Global mindsets: Program focuses on social change


Courtesy Photo
(From left) Soo-han Yeoh, Sambo Klauth and Sovannara Moch are members of the new Global Mission Leadership a program that equips students to return to affect social change.

via CAAI News Media
Jan. 29, 2010
By Neely Guthrie
Reporter

Sambo Klauth described his experiences as a Cambodian living in Waco and is humbled about learning all he can to take back to his home country. Klauth is one of three international students at Baylor pursuing a new dual-degree from Baylor and George W. Truett Theological Seminary.

Klauth, Sovonnara Moch and Soo-Han Yeoh are the first three students to participate in Global Mission Leadership. According to ONE, the school of social work publication, the program began in 2008 with funding from the Henry Luce Foundation.

GML is designed for international students and combines a master's degree in social work and a master's degree in theological studies. The interdisciplinary concept of the program equips students to return to their home country and affect social change under the banner of Christian love and care.

"I was interested in studying social work and integrate faith into my work in the future," Klauth said. "Because the more I work in NGOs, the more I realize that social work is needed in Cambodia, in my country."

Moch, also from Cambodia, said, "Every time I sit in [my mission work] class and professors share about leading a Christian life that is transformed by the love of God, we can make an impact and God can use us as a tool to impact other people's lives. So that's practical to me."

Moch is in her first year of the program and previously worked as a counselor for five years in Cambodia, helping young girls who were victims of rape. The transition has been hard because Moch said she misses her job and her family, but she is learning a lot that she can take back home.

"I want to teach social work skills and counseling to young Cambodians who go to university ... I really want to transfer whatever I have to other generations so I can serve my own people," Moch said.

Similarly, Klauth wants to put his degree to use in Cambodia by instituting child protection services.

"I think advocacy is very important in the work I'll be doing in order to change policies and laws in order to promote and create a children protection system because back home we don't have a child protection system," Klauth said. "The program is called prevention and protection ... to build capacity of local authorities, churches, NGOs and all relevant stake holders in child protection so that they know how to protect children in communities."

Klauth's goal, small according to him, is to set up social counseling centers in churches so each center has a lot of people from the community who can counsel and spread the gospel.

Yeoh's desire is to better equip churches. Yeoh came to Baylor from Malaysia but studied in Kentucky for her undergraduate degree 13 years ago. She returned to Malaysia, working for a non-profit called Malaysian Care and was very active in her church. She was given new-believers to follow-up with, and she said there were two instances in which she felt very inadequate.

"What kind of role does the church play in their lives when people are in such places?" Yeoh asked. "The people in the church felt that they could not do anything, so I felt like it shouldn't be like that. Because if you know Christ, it shouldn't be like that."

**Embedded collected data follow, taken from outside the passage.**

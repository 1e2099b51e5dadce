use std::fmt;
use std::str::FromStr;
use std::sync::atomic::{AtomicU32, Ordering};

use chrono::{DateTime, Utc};

use super::TypeError;

static COUNTER: AtomicU32 = AtomicU32::new(0);

/// A 12-byte document identifier: 4 bytes of big-endian epoch seconds
/// followed by 8 bytes of process-unique data.
///
/// The text form is 24 lowercase hex characters.
#[derive(Clone, Copy, Debug, Hash, PartialEq, Eq, PartialOrd, Ord)]
pub struct ObjectId([u8; 12]);

impl ObjectId {
    /// Generate a new identifier stamped with the current time.
    pub fn new() -> Self {
        let secs = Utc::now().timestamp().clamp(0, u32::MAX as i64) as u32;
        let random = uuid::Uuid::new_v4();
        let count = COUNTER.fetch_add(1, Ordering::Relaxed).to_be_bytes();

        let mut bytes = [0u8; 12];
        bytes[..4].copy_from_slice(&secs.to_be_bytes());
        bytes[4..9].copy_from_slice(&random.as_bytes()[..5]);
        bytes[9..].copy_from_slice(&count[1..]);
        ObjectId(bytes)
    }

    pub const fn from_bytes(bytes: [u8; 12]) -> Self {
        ObjectId(bytes)
    }

    pub const fn bytes(&self) -> [u8; 12] {
        self.0
    }

    /// The creation time encoded in the first four bytes.
    pub fn timestamp(&self) -> DateTime<Utc> {
        let secs = u32::from_be_bytes([self.0[0], self.0[1], self.0[2], self.0[3]]);
        DateTime::from_timestamp(secs as i64, 0).unwrap_or_default()
    }

    /// Parse 24 hex characters (either case).
    pub fn parse(s: &str) -> Result<Self, TypeError> {
        let err = |reason| TypeError::ObjectId {
            input: s.to_string(),
            reason,
        };
        if s.len() != 24 {
            return Err(err("expected 24 hex characters"));
        }

        let mut bytes = [0u8; 12];
        for (i, pair) in s.as_bytes().chunks(2).enumerate() {
            let hi = hex_value(pair[0]).ok_or_else(|| err("non-hex character"))?;
            let lo = hex_value(pair[1]).ok_or_else(|| err("non-hex character"))?;
            bytes[i] = (hi << 4) | lo;
        }
        Ok(ObjectId(bytes))
    }
}

impl Default for ObjectId {
    fn default() -> Self {
        Self::new()
    }
}

impl FromStr for ObjectId {
    type Err = TypeError;

    fn from_str(s: &str) -> Result<Self, Self::Err> {
        ObjectId::parse(s)
    }
}

impl fmt::Display for ObjectId {
    fn fmt(&self, f: &mut fmt::Formatter<'_>) -> fmt::Result {
        for b in self.0 {
            write!(f, "{:02x}", b)?;
        }
        Ok(())
    }
}

fn hex_value(c: u8) -> Option<u8> {
    match c {
        b'0'..=b'9' => Some(c - b'0'),
        b'a'..=b'f' => Some(c - b'a' + 10),
        b'A'..=b'F' => Some(c - b'A' + 10),
        _ => None,
    }
}

#[cfg(test)]
mod tests {
    use super::*;

    #[test]
    fn parse_and_display() {
        let id = ObjectId::parse("65A1B2C3D4E5F60718293A4B").unwrap();
        assert_eq!(id.to_string(), "65a1b2c3d4e5f60718293a4b");
        assert_eq!(id.bytes()[0], 0x65);
    }

    #[test]
    fn rejects_bad_input() {
        assert!(matches!(
            ObjectId::parse("abc"),
            Err(TypeError::ObjectId { reason, .. }) if reason.contains("24")
        ));
        assert!(ObjectId::parse("zz0000000000000000000000").is_err());
    }

    #[test]
    fn timestamp_comes_from_leading_bytes() {
        let id = ObjectId::from_bytes([0, 0, 0, 60, 0, 0, 0, 0, 0, 0, 0, 0]);
        assert_eq!(id.timestamp().timestamp(), 60);
    }

    #[test]
    fn generated_ids_are_distinct() {
        let a = ObjectId::new();
        let b = ObjectId::new();
        assert_ne!(a, b);
        assert!((Utc::now() - a.timestamp()).num_seconds() < 5);
    }
}
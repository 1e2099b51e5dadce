//! Error types for the SerDes layer.
//!
//! Every traversal error carries the path of the node being visited when it
//! happened. Any error aborts the whole traversal; there are no partial
//! results.

use docwire_core::{Path, ValueKind};

use crate::codec::CodecError;

#[derive(Debug, thiserror::Error)]
pub enum Error {
    /// The document nests deeper than the configured maximum depth.
    #[error("malformed document at '{path}': {message}")]
    MalformedDocument { path: Path, message: String },

    /// The key transformer mapped two keys of one map to the same key.
    #[error("key collision at '{path}': '{first}' and '{second}' both map to '{key}'")]
    KeyCollision {
        path: Path,
        key: String,
        first: String,
        second: String,
    },

    /// The key transformer does not map a key back to itself.
    #[error("key '{key}' at '{path}' goes to the wire as '{wire}' but reads back as '{back}'")]
    IrreversibleKey {
        path: Path,
        key: String,
        wire: String,
        back: String,
    },

    /// A value with no codec, no built-in encoding and no JSON form.
    #[error("unsupported {kind} value at '{path}': {message}")]
    UnsupportedValue {
        path: Path,
        kind: ValueKind,
        message: String,
    },

    /// A codec returned an output the engine cannot act on.
    #[error("codec '{codec}' broke its contract at '{path}': {message}")]
    CodecContractViolation {
        path: Path,
        codec: String,
        message: String,
    },

    /// A tagged wire value or number that cannot be decoded.
    #[error("invalid wire value at '{path}': {message}")]
    InvalidWireValue { path: Path, message: String },

    /// A codec failed on its own terms.
    #[error("codec '{codec}' failed at '{path}': {source}")]
    Codec {
        path: Path,
        codec: String,
        #[source]
        source: CodecError,
    },

    #[error("JSON error: {0}")]
    Json(#[from] serde_json::Error),
}

impl Error {
    /// The path of the node the error was raised at, if it has one.
    pub fn path(&self) -> Option<&Path> {
        match self {
            Error::MalformedDocument { path, .. }
            | Error::KeyCollision { path, .. }
            | Error::IrreversibleKey { path, .. }
            | Error::UnsupportedValue { path, .. }
            | Error::CodecContractViolation { path, .. }
            | Error::InvalidWireValue { path, .. }
            | Error::Codec { path, .. } => Some(path),
            Error::Json(_) => None,
        }
    }
}
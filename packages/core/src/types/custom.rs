use std::any::Any;
use std::borrow::Cow;
use std::fmt;
use std::sync::Arc;

/// An application-defined value the engine knows nothing about.
///
/// Custom values are leaves: they are never descended into, and they reach
/// the wire only through a codec registered for their type name. Equality
/// is identity of the shared payload.
#[derive(Clone)]
pub struct CustomValue {
    type_name: Cow<'static, str>,
    data: Arc<dyn Any + Send + Sync>,
}

impl CustomValue {
    pub fn new<T: Any + Send + Sync>(type_name: impl Into<Cow<'static, str>>, data: T) -> Self {
        CustomValue {
            type_name: type_name.into(),
            data: Arc::new(data),
        }
    }

    pub fn type_name(&self) -> &str {
        &self.type_name
    }

    pub fn downcast_ref<T: Any>(&self) -> Option<&T> {
        self.data.downcast_ref::<T>()
    }

    pub fn is<T: Any>(&self) -> bool {
        self.data.is::<T>()
    }
}

impl PartialEq for CustomValue {
    fn eq(&self, other: &Self) -> bool {
        self.type_name == other.type_name && Arc::ptr_eq(&self.data, &other.data)
    }
}

impl fmt::Debug for CustomValue {
    fn fmt(&self, f: &mut fmt::Formatter<'_>) -> fmt::Result {
        write!(f, "CustomValue({})", self.type_name)
    }
}
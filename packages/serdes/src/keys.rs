//! Map key renaming between application and wire naming conventions.

use std::borrow::Cow;

use docwire_core::Path;

/// Renames map keys on their way to and from the wire.
///
/// Applied to each map key exactly once per traversal, never to sequence
/// indices or string values. `from_wire(to_wire(k)) == k` must hold for
/// every key `to_wire` is given; when serializing, the engine reports a key
/// that does not come back as [`Error::IrreversibleKey`] and two keys that
/// land on the same wire key as [`Error::KeyCollision`].
///
/// [`Error::IrreversibleKey`]: crate::Error::IrreversibleKey
/// [`Error::KeyCollision`]: crate::Error::KeyCollision
pub trait KeyTransformer: Send + Sync {
    fn to_wire<'k>(&self, key: &'k str) -> Cow<'k, str>;

    fn from_wire<'k>(&self, key: &'k str) -> Cow<'k, str>;

    /// Whether keys of the map at `parent` are renamed at all.
    fn applies_at(&self, parent: &Path) -> bool {
        let _ = parent;
        true
    }

    /// True when both directions return every key unchanged. Lets the
    /// engine skip collision bookkeeping.
    fn is_identity(&self) -> bool {
        false
    }
}

/// Leaves keys alone.
#[derive(Clone, Copy, Debug, Default)]
pub struct IdentityKeys;

impl KeyTransformer for IdentityKeys {
    fn to_wire<'k>(&self, key: &'k str) -> Cow<'k, str> {
        Cow::Borrowed(key)
    }

    fn from_wire<'k>(&self, key: &'k str) -> Cow<'k, str> {
        Cow::Borrowed(key)
    }

    fn is_identity(&self) -> bool {
        true
    }
}

/// `camelCase` in the application, `snake_case` on the wire.
///
/// Only camelCase keys are renamed. A key that already contains an
/// underscore cannot be told apart from a renamed one on the way back, so
/// serializing one is refused by the engine.
///
/// ```rust
/// use docwire_serdes::{CamelSnakeCase, KeyTransformer};
///
/// let keys = CamelSnakeCase::default();
/// assert_eq!(keys.to_wire("pastOwners"), "past_owners");
/// assert_eq!(keys.from_wire("past_owners"), "pastOwners");
/// assert_eq!(keys.to_wire("_id"), "_id");
/// ```
#[derive(Clone, Debug)]
pub struct CamelSnakeCase {
    exempt: Vec<String>,
    nested: bool,
}

impl Default for CamelSnakeCase {
    fn default() -> Self {
        CamelSnakeCase {
            exempt: vec!["_id".to_string()],
            nested: true,
        }
    }
}

impl CamelSnakeCase {
    /// Only rename keys of the root map.
    #[must_use]
    pub fn top_level_only(mut self) -> Self {
        self.nested = false;
        self
    }

    /// Never rename `key`.
    #[must_use]
    pub fn exempt(mut self, key: impl Into<String>) -> Self {
        self.exempt.push(key.into());
        self
    }

    fn is_exempt(&self, key: &str) -> bool {
        self.exempt.iter().any(|k| k == key)
    }
}

impl KeyTransformer for CamelSnakeCase {
    /// Keys that are not camelCase (a capital first letter, or an
    /// underscore after the leading ones) are passed through unchanged.
    fn to_wire<'k>(&self, key: &'k str) -> Cow<'k, str> {
        let body_start = key.len() - key.trim_start_matches('_').len();
        let body = &key[body_start..];
        if self.is_exempt(key)
            || body.contains('_')
            || body.starts_with(|c: char| c.is_ascii_uppercase())
            || !body.chars().any(|c| c.is_ascii_uppercase())
        {
            return Cow::Borrowed(key);
        }
        let mut out = String::with_capacity(key.len() + 4);
        out.push_str(&key[..body_start]);
        for c in body.chars() {
            if c.is_ascii_uppercase() {
                out.push('_');
                out.push(c.to_ascii_lowercase());
            } else {
                out.push(c);
            }
        }
        Cow::Owned(out)
    }

    fn from_wire<'k>(&self, key: &'k str) -> Cow<'k, str> {
        if self.is_exempt(key) || !key.contains('_') {
            return Cow::Borrowed(key);
        }
        // Leading underscores are kept as they are.
        let body_start = key.len() - key.trim_start_matches('_').len();
        let mut out = String::with_capacity(key.len());
        out.push_str(&key[..body_start]);
        let mut upper_next = false;
        for c in key[body_start..].chars() {
            if c == '_' {
                upper_next = true;
            } else if upper_next {
                out.push(c.to_ascii_uppercase());
                upper_next = false;
            } else {
                out.push(c);
            }
        }
        if upper_next {
            out.push('_');
        }
        Cow::Owned(out)
    }

    fn applies_at(&self, parent: &Path) -> bool {
        self.nested || parent.is_empty()
    }
}
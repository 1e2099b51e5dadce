//! Error types for the core layer.

use crate::path::PathError;
use crate::types::TypeError;

/// Errors from navigating and editing documents.
#[derive(Debug)]
pub enum Error {
    /// Path parsing error.
    Path(PathError),

    /// A path that does not fit the document it is applied to.
    InvalidPath { message: String },

    /// A rich scalar could not be parsed or constructed.
    Type(TypeError),
}

impl std::fmt::Display for Error {
    fn fmt(&self, f: &mut std::fmt::Formatter<'_>) -> std::fmt::Result {
        match self {
            Error::Path(e) => write!(f, "path error: {}", e),
            Error::InvalidPath { message } => write!(f, "invalid path: {}", message),
            Error::Type(e) => write!(f, "type error: {}", e),
        }
    }
}

impl std::error::Error for Error {
    fn source(&self) -> Option<&(dyn std::error::Error + 'static)> {
        match self {
            Error::Path(e) => Some(e),
            Error::Type(e) => Some(e),
            Error::InvalidPath { .. } => None,
        }
    }
}

impl From<PathError> for Error {
    fn from(e: PathError) -> Self {
        Error::Path(e)
    }
}

impl From<TypeError> for Error {
    fn from(e: TypeError) -> Self {
        Error::Type(e)
    }
}
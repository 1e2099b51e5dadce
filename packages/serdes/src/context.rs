//! Per-traversal state handed to codecs.

use docwire_core::{Path, Segment};

use crate::config::SerDesConfig;
use crate::error::Error;
use crate::keys::KeyTransformer;
use crate::numbers::NumberRepr;

/// Which way a traversal runs.
#[derive(Clone, Copy, Debug, PartialEq, Eq)]
pub enum Direction {
    /// Application document to wire.
    Serialize,
    /// Wire to application document.
    Deserialize,
}

/// The state of one traversal: where it is and how it was configured.
///
/// A context lives for exactly one `serialize` or `deserialize` call and is
/// never shared between calls. Its path always names keys as the
/// application sees them.
#[derive(Debug)]
pub struct SerDesContext<'c> {
    config: &'c SerDesConfig,
    direction: Direction,
    in_place: bool,
    path: Path,
}

impl<'c> SerDesContext<'c> {
    pub(crate) fn new(config: &'c SerDesConfig, direction: Direction, in_place: bool) -> Self {
        SerDesContext {
            config,
            direction,
            in_place,
            path: Path::root(),
        }
    }

    /// Path of the node being visited.
    pub fn path(&self) -> &Path {
        &self.path
    }

    pub fn direction(&self) -> Direction {
        self.direction
    }

    pub fn is_serializing(&self) -> bool {
        self.direction == Direction::Serialize
    }

    /// Whether this traversal rewrites the caller's tree.
    pub fn mutating_in_place(&self) -> bool {
        self.in_place
    }

    /// The number representation chosen for the current path.
    pub fn number_repr(&self) -> NumberRepr {
        self.config.numbers().resolve(&self.path)
    }

    pub fn key_transformer(&self) -> &dyn KeyTransformer {
        self.config.key_transformer()
    }

    pub fn config(&self) -> &SerDesConfig {
        self.config
    }

    /// Step into a child node.
    pub(crate) fn enter(&mut self, segment: impl Into<Segment>) -> Result<(), Error> {
        self.path.push(segment);
        if self.path.len() > self.config.max_depth() {
            return Err(Error::MalformedDocument {
                path: self.path.clone(),
                message: format!("nesting exceeds {} levels", self.config.max_depth()),
            });
        }
        Ok(())
    }

    pub(crate) fn leave(&mut self) {
        self.path.pop();
    }
}

#[cfg(test)]
mod tests {
    use super::*;
    use crate::numbers::NumberPolicy;
    use docwire_core::pattern;

    #[test]
    fn enter_and_leave_track_the_path() {
        let config = SerDesConfig::default();
        let mut ctx = SerDesContext::new(&config, Direction::Serialize, false);
        ctx.enter("cars").unwrap();
        ctx.enter(0usize).unwrap();
        assert_eq!(ctx.path().to_string(), "cars.0");
        ctx.leave();
        ctx.leave();
        assert!(ctx.path().is_empty());
        assert!(ctx.is_serializing());
        assert!(!ctx.mutating_in_place());
    }

    #[test]
    fn depth_limit_is_malformed() {
        let config = SerDesConfig::builder().max_depth(2).build();
        let mut ctx = SerDesContext::new(&config, Direction::Deserialize, true);
        ctx.enter("a").unwrap();
        ctx.enter("b").unwrap();
        let err = ctx.enter("c").unwrap_err();
        assert!(matches!(err, Error::MalformedDocument { ref path, .. } if path.to_string() == "a.b.c"));
    }

    #[test]
    fn number_repr_follows_the_path() {
        let config = SerDesConfig::builder()
            .numbers(NumberPolicy::per_path(NumberRepr::Number).with(pattern!("id"), NumberRepr::BigInt))
            .build();
        let mut ctx = SerDesContext::new(&config, Direction::Deserialize, false);
        assert_eq!(ctx.number_repr(), NumberRepr::Number);
        ctx.enter("id").unwrap();
        assert_eq!(ctx.number_repr(), NumberRepr::BigInt);
    }
}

Yeoh's goal upon returning to Malaysia is to show the church how to better incorporate people that are different from them or have special needs.

"It's not so much that [the church is] not accepting, again it's a question that they don't know how to include them ... if people other than the church community can do so many wonderful things, the church community can do even more because of who we belong to and who God is."

Jennifer Smyer, the director of Global Mission Leadership, cuts to the core of the Global Mission Leadership.

"The office of Global Mission Leadership is committed to educating Christian leaders to become catalysts of holistic transformation in nations of the world," Smyer wrote on the program's Web site.

1 comment:

Anonymous said...

If you want to help the disadvantage and poor in Cambodia, help but leave your religion crap at home. They don't need your garbage over there.